| SUPPLIED RECORDS |
════

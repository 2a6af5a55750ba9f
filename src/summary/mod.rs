//! Posterior summarization ("get predictions").
//!
//! Joins per-observation posterior draws back to their originating
//! (participant, region, class, trial) metadata by position, pools the
//! drawn values within caller-chosen groups, and reports the empirical
//! 2.5/97.5 percentile interval per group.
//!
//! Omitted grouping fields are marginalized by pooling: all matching
//! (draw, observation) values are flattened into one set before the
//! quantiles are taken. Quantiles of pooled draws, never averages of
//! per-level quantiles.

use crate::atlas::Region;
use crate::error::{InferirError, Result};
use crate::observations::{Class, ObservationTable, ParticipantId, TrialId};
use crate::primitives::{Matrix, Vector};
use crate::stats::DescriptiveStats;
use serde::{Deserialize, Serialize};
use std::collections::HashMap;

/// Lower quantile of the reported credible interval.
pub const INTERVAL_LOWER: f64 = 0.025;
/// Upper quantile of the reported credible interval.
pub const INTERVAL_UPPER: f64 = 0.975;

/// Minimum pooled draws per group for the 2.5/97.5 percentile estimates
/// to have usable resolution; smaller groups are flagged by
/// [`low_resolution`].
pub const MIN_POOLED_DRAWS: usize = 40;

/// A field of the observation table that summaries can group by.
#[derive(Debug, Clone, Copy, PartialEq, Eq, Hash, Serialize, Deserialize)]
pub enum GroupField {
    /// Group by anatomical region.
    Region,
    /// Group by stimulus class.
    Class,
    /// Group by participant.
    Participant,
    /// Group by trial index.
    Trial,
}

/// The set of fields a summary groups by.
///
/// An explicit enumerated set rather than free-form column names: an
/// omitted field is marginalized over (its draws are pooled), a present
/// field splits groups.
///
/// # Examples
///
/// ```
/// use inferir::summary::Grouping;
///
/// let by_region_class = Grouping::none().by_region().by_class();
/// assert!(!by_region_class.is_empty());
/// ```
#[derive(Debug, Clone, Copy, PartialEq, Eq, Default, Serialize, Deserialize)]
pub struct Grouping {
    region: bool,
    class: bool,
    participant: bool,
    trial: bool,
}

impl Grouping {
    /// The empty grouping: everything pooled into one group.
    #[must_use]
    pub fn none() -> Self {
        Self::default()
    }

    /// Adds region to the grouping.
    #[must_use]
    pub fn by_region(mut self) -> Self {
        self.region = true;
        self
    }

    /// Adds class to the grouping.
    #[must_use]
    pub fn by_class(mut self) -> Self {
        self.class = true;
        self
    }

    /// Adds participant to the grouping.
    #[must_use]
    pub fn by_participant(mut self) -> Self {
        self.participant = true;
        self
    }

    /// Adds trial to the grouping.
    #[must_use]
    pub fn by_trial(mut self) -> Self {
        self.trial = true;
        self
    }

    /// Builds a grouping from an explicit field list.
    #[must_use]
    pub fn from_fields(fields: &[GroupField]) -> Self {
        let mut grouping = Self::none();
        for field in fields {
            grouping = match field {
                GroupField::Region => grouping.by_region(),
                GroupField::Class => grouping.by_class(),
                GroupField::Participant => grouping.by_participant(),
                GroupField::Trial => grouping.by_trial(),
            };
        }
        grouping
    }

    /// Returns true if no field is selected.
    #[must_use]
    pub fn is_empty(&self) -> bool {
        !(self.region || self.class || self.participant || self.trial)
    }
}

/// The group key carried by each summary row. Fields omitted from the
/// grouping are `None`.
#[derive(Debug, Clone, Copy, PartialEq, Eq, PartialOrd, Ord, Hash, Serialize, Deserialize)]
pub struct GroupKey {
    /// Region, when grouped by region.
    pub region: Option<Region>,
    /// Class, when grouped by class.
    pub class: Option<Class>,
    /// Participant, when grouped by participant.
    pub participant: Option<ParticipantId>,
    /// Trial, when grouped by trial.
    pub trial: Option<TrialId>,
}

/// One summary row: a group key with its pooled 2.5/97.5 percentile
/// interval.
#[derive(Debug, Clone, PartialEq, Serialize, Deserialize)]
pub struct GroupSummary {
    /// Grouping fields for this row.
    pub key: GroupKey,
    /// 2.5th percentile of the pooled draws.
    pub ymin: f32,
    /// 97.5th percentile of the pooled draws.
    pub ymax: f32,
    /// Number of pooled (draw, observation) values behind the interval.
    pub n_pooled: usize,
}

impl GroupSummary {
    /// True when the group pooled fewer than [`MIN_POOLED_DRAWS`] values.
    #[must_use]
    pub fn is_low_resolution(&self) -> bool {
        self.n_pooled < MIN_POOLED_DRAWS
    }
}

/// Summarizes per-observation posterior draws into per-group credible
/// intervals.
///
/// `draws` has shape `[n_draws × n_observations]`; column i corresponds
/// to row i of `table` (the positional-correspondence contract — both
/// must share the ordering the loader produced). The original boolean
/// outcome is dropped; the drawn value supersedes it here.
///
/// Output rows are sorted by key: atlas order for regions, column order
/// for classes, then participant and trial.
///
/// # Errors
///
/// * `Shape` — `draws.n_cols() != table.n_rows()`.
/// * `Other` — the table or the draw matrix is empty.
///
/// # Examples
///
/// ```
/// use inferir::observations::{Class, Observation, ObservationTable, ParticipantId, TrialId};
/// use inferir::atlas::Region;
/// use inferir::primitives::Matrix;
/// use inferir::summary::{summarize, Grouping};
///
/// let table = ObservationTable::from_rows(vec![Observation {
///     participant: ParticipantId(1),
///     region: Region::V1v,
///     class: Class::Object,
///     trial: TrialId(1),
///     value: true,
/// }])
/// .unwrap();
/// let draws = Matrix::from_vec(3, 1, vec![0.2, 0.5, 0.8]).unwrap();
///
/// let rows = summarize(&draws, &table, Grouping::none().by_region()).unwrap();
/// assert_eq!(rows.len(), 1);
/// assert!(rows[0].ymin <= rows[0].ymax);
/// ```
pub fn summarize(
    draws: &Matrix<f32>,
    table: &ObservationTable,
    grouping: Grouping,
) -> Result<Vec<GroupSummary>> {
    if draws.n_cols() != table.n_rows() {
        return Err(InferirError::shape(
            format!("{} draw columns (one per observation)", table.n_rows()),
            format!("{}", draws.n_cols()),
        ));
    }
    if table.is_empty() {
        return Err(InferirError::empty_input("observation table"));
    }
    if draws.n_rows() == 0 {
        return Err(InferirError::empty_input("posterior draws"));
    }

    // Key each observation once; draw columns inherit the key by position.
    let keys: Vec<GroupKey> = table
        .iter()
        .map(|obs| GroupKey {
            region: grouping.region.then_some(obs.region),
            class: grouping.class.then_some(obs.class),
            participant: grouping.participant.then_some(obs.participant),
            trial: grouping.trial.then_some(obs.trial),
        })
        .collect();

    let mut pools: HashMap<GroupKey, Vec<f32>> = HashMap::new();
    for draw_idx in 0..draws.n_rows() {
        for (obs_idx, key) in keys.iter().enumerate() {
            pools
                .entry(*key)
                .or_default()
                .push(draws.get(draw_idx, obs_idx));
        }
    }

    let mut rows = Vec::with_capacity(pools.len());
    for (key, pool) in pools {
        let n_pooled = pool.len();
        let pooled = Vector::from_vec(pool);
        let bounds =
            DescriptiveStats::new(&pooled).quantiles(&[INTERVAL_LOWER, INTERVAL_UPPER])?;
        rows.push(GroupSummary {
            key,
            ymin: bounds[0],
            ymax: bounds[1],
            n_pooled,
        });
    }

    rows.sort_by_key(|row| row.key);
    Ok(rows)
}

/// Returns the summary rows whose pooled draw count is below
/// [`MIN_POOLED_DRAWS`].
///
/// Not a hard error: narrow pools still produce intervals, they just
/// lack resolution at the 2.5/97.5 percentiles.
#[must_use]
pub fn low_resolution(rows: &[GroupSummary]) -> Vec<&GroupSummary> {
    rows.iter().filter(|r| r.is_low_resolution()).collect()
}

#[cfg(test)]
mod tests {
    use super::*;
    use crate::observations::Observation;

    fn obs(p: u32, region: Region, class: Class, t: u32) -> Observation {
        Observation {
            participant: ParticipantId(p),
            region,
            class,
            trial: TrialId(t),
            value: true,
        }
    }

    /// Two participants, two regions, one trial each; draws pooled by
    /// region must flatten across participants and draws.
    fn worked_example() -> (Matrix<f32>, ObservationTable) {
        let table = ObservationTable::from_rows(vec![
            obs(1, Region::V1v, Class::Object, 1),
            obs(2, Region::V1v, Class::Object, 1),
            obs(1, Region::V1d, Class::Object, 1),
            obs(2, Region::V1d, Class::Object, 1),
        ])
        .expect("distinct keys");
        let draws = Matrix::from_rows(&[vec![1.0, 0.0, 1.0, 1.0], vec![0.0, 0.0, 1.0, 1.0]])
            .expect("rectangular");
        (draws, table)
    }

    #[test]
    fn test_group_by_region_pools_participants_and_draws() {
        let (draws, table) = worked_example();
        let rows =
            summarize(&draws, &table, Grouping::none().by_region()).expect("shapes match");
        assert_eq!(rows.len(), 2);

        // V1v pools {1, 0, 0, 0}: interval spans the pooled spread.
        let v1v = &rows[0];
        assert_eq!(v1v.key.region, Some(Region::V1v));
        assert_eq!(v1v.n_pooled, 4);
        assert_eq!(v1v.ymin, 0.0);
        assert!((v1v.ymax - 0.925).abs() < 1e-6);

        // V1d is all ones in both draws: degenerate interval at 1.
        let v1d = &rows[1];
        assert_eq!(v1d.key.region, Some(Region::V1d));
        assert_eq!(v1d.ymin, 1.0);
        assert_eq!(v1d.ymax, 1.0);
    }

    #[test]
    fn test_pooling_is_not_average_of_per_level_quantiles() {
        let (draws, table) = worked_example();

        // Per-participant V1v pools are {1,0} and {0,0}; averaging their
        // upper quantiles cannot reproduce the pooled interval.
        let pooled =
            summarize(&draws, &table, Grouping::none().by_region()).expect("shapes match");
        let split = summarize(
            &draws,
            &table,
            Grouping::none().by_region().by_participant(),
        )
        .expect("shapes match");

        let v1v_pooled = &pooled[0];
        let per_level_avg_max: f32 = split
            .iter()
            .filter(|r| r.key.region == Some(Region::V1v))
            .map(|r| r.ymax)
            .sum::<f32>()
            / 2.0;
        assert!((v1v_pooled.ymax - per_level_avg_max).abs() > 0.1);
    }

    #[test]
    fn test_bounds_ordered_and_within_draw_range() {
        let (draws, table) = worked_example();
        for grouping in [
            Grouping::none(),
            Grouping::none().by_region(),
            Grouping::none().by_class().by_participant(),
            Grouping::none().by_region().by_class().by_participant().by_trial(),
        ] {
            let rows = summarize(&draws, &table, grouping).expect("shapes match");
            for row in rows {
                assert!(row.ymin <= row.ymax);
                assert!((0.0..=1.0).contains(&row.ymin));
                assert!((0.0..=1.0).contains(&row.ymax));
            }
        }
    }

    #[test]
    fn test_empty_grouping_pools_everything() {
        let (draws, table) = worked_example();
        let rows = summarize(&draws, &table, Grouping::none()).expect("shapes match");
        assert_eq!(rows.len(), 1);
        assert_eq!(rows[0].n_pooled, 8);
        assert_eq!(rows[0].key.region, None);
        assert_eq!(rows[0].key.class, None);
    }

    #[test]
    fn test_shape_mismatch() {
        let (_, table) = worked_example();
        let draws = Matrix::from_rows(&[vec![1.0, 0.0, 1.0, 1.0, 0.0]]).expect("rectangular");
        let err = summarize(&draws, &table, Grouping::none().by_region())
            .expect_err("5 columns against 4 rows");
        assert!(matches!(err, InferirError::Shape { .. }));
        assert!(err.to_string().contains("Shape mismatch"));
    }

    #[test]
    fn test_empty_draws() {
        let (_, table) = worked_example();
        let draws = Matrix::from_vec(0, 4, vec![]).expect("0x4 is consistent");
        assert!(summarize(&draws, &table, Grouping::none()).is_err());
    }

    #[test]
    fn test_low_resolution_flagging() {
        let (draws, table) = worked_example();
        // 2 draws x 2 observations per region = 4 pooled values, far
        // below the 40-draw resolution floor.
        let rows =
            summarize(&draws, &table, Grouping::none().by_region()).expect("shapes match");
        let flagged = low_resolution(&rows);
        assert_eq!(flagged.len(), 2);

        // 40 draws over 2 pooled observations clears the floor.
        let many = Matrix::from_vec(40, 4, vec![0.5; 160]).expect("consistent");
        let rows = summarize(&many, &table, Grouping::none().by_region()).expect("shapes");
        assert!(low_resolution(&rows).is_empty());
    }

    #[test]
    fn test_output_sorted_by_key() {
        let (draws, table) = worked_example();
        let rows = summarize(
            &draws,
            &table,
            Grouping::none().by_region().by_participant(),
        )
        .expect("shapes match");
        let keys: Vec<_> = rows.iter().map(|r| r.key).collect();
        let mut sorted = keys.clone();
        sorted.sort();
        assert_eq!(keys, sorted);
        assert_eq!(rows[0].key.region, Some(Region::V1v));
    }

    #[test]
    fn test_from_fields_matches_builders() {
        let built = Grouping::none().by_region().by_trial();
        let listed = Grouping::from_fields(&[GroupField::Region, GroupField::Trial]);
        assert_eq!(built, listed);
        assert!(Grouping::from_fields(&[]).is_empty());
    }
}
//! Convenience re-exports for common usage.
//!
//! # Usage
//!
//! ```
//! use inferir::prelude::*;
//! ```

pub use crate::atlas::Region;
pub use crate::error::{InferirError, Result};
pub use crate::model::{
    compare, ConvergenceWarning, CvCriterion, FitDiagnostics, FittedModel, ModelFormula,
    ModelSpec, ParameterClass, PosteriorQuery, Prior, PriorSpec, RandomTerm, Sampler,
    SamplerConfig,
};
pub use crate::observations::{
    load_participants, Class, Observation, ObservationTable, ParticipantId, TrialId,
};
pub use crate::primitives::{Matrix, Vector};
pub use crate::summary::{low_resolution, summarize, GroupField, GroupSummary, Grouping};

════

Both end lines included, restate word for word the lines above from the line with "2.5/97.5 percentile estimates" to the line with "pooled), a present", and nothing else.

/// Minimum pooled draws per group for the 2.5/97.5 percentile estimates
/// to have usable resolution; smaller groups are flagged by
/// [`low_resolution`].
pub const MIN_POOLED_DRAWS: usize = 40;

/// A field of the observation table that summaries can group by.
#[derive(Debug, Clone, Copy, PartialEq, Eq, Hash, Serialize, Deserialize)]
pub enum GroupField {
    /// Group by anatomical region.
    Region,
    /// Group by stimulus class.
    Class,
    /// Group by participant.
    Participant,
    /// Group by trial index.
    Trial,
}

/// The set of fields a summary groups by.
///
/// An explicit enumerated set rather than free-form column names: an
/// omitted field is marginalized over (its draws are pooled), a present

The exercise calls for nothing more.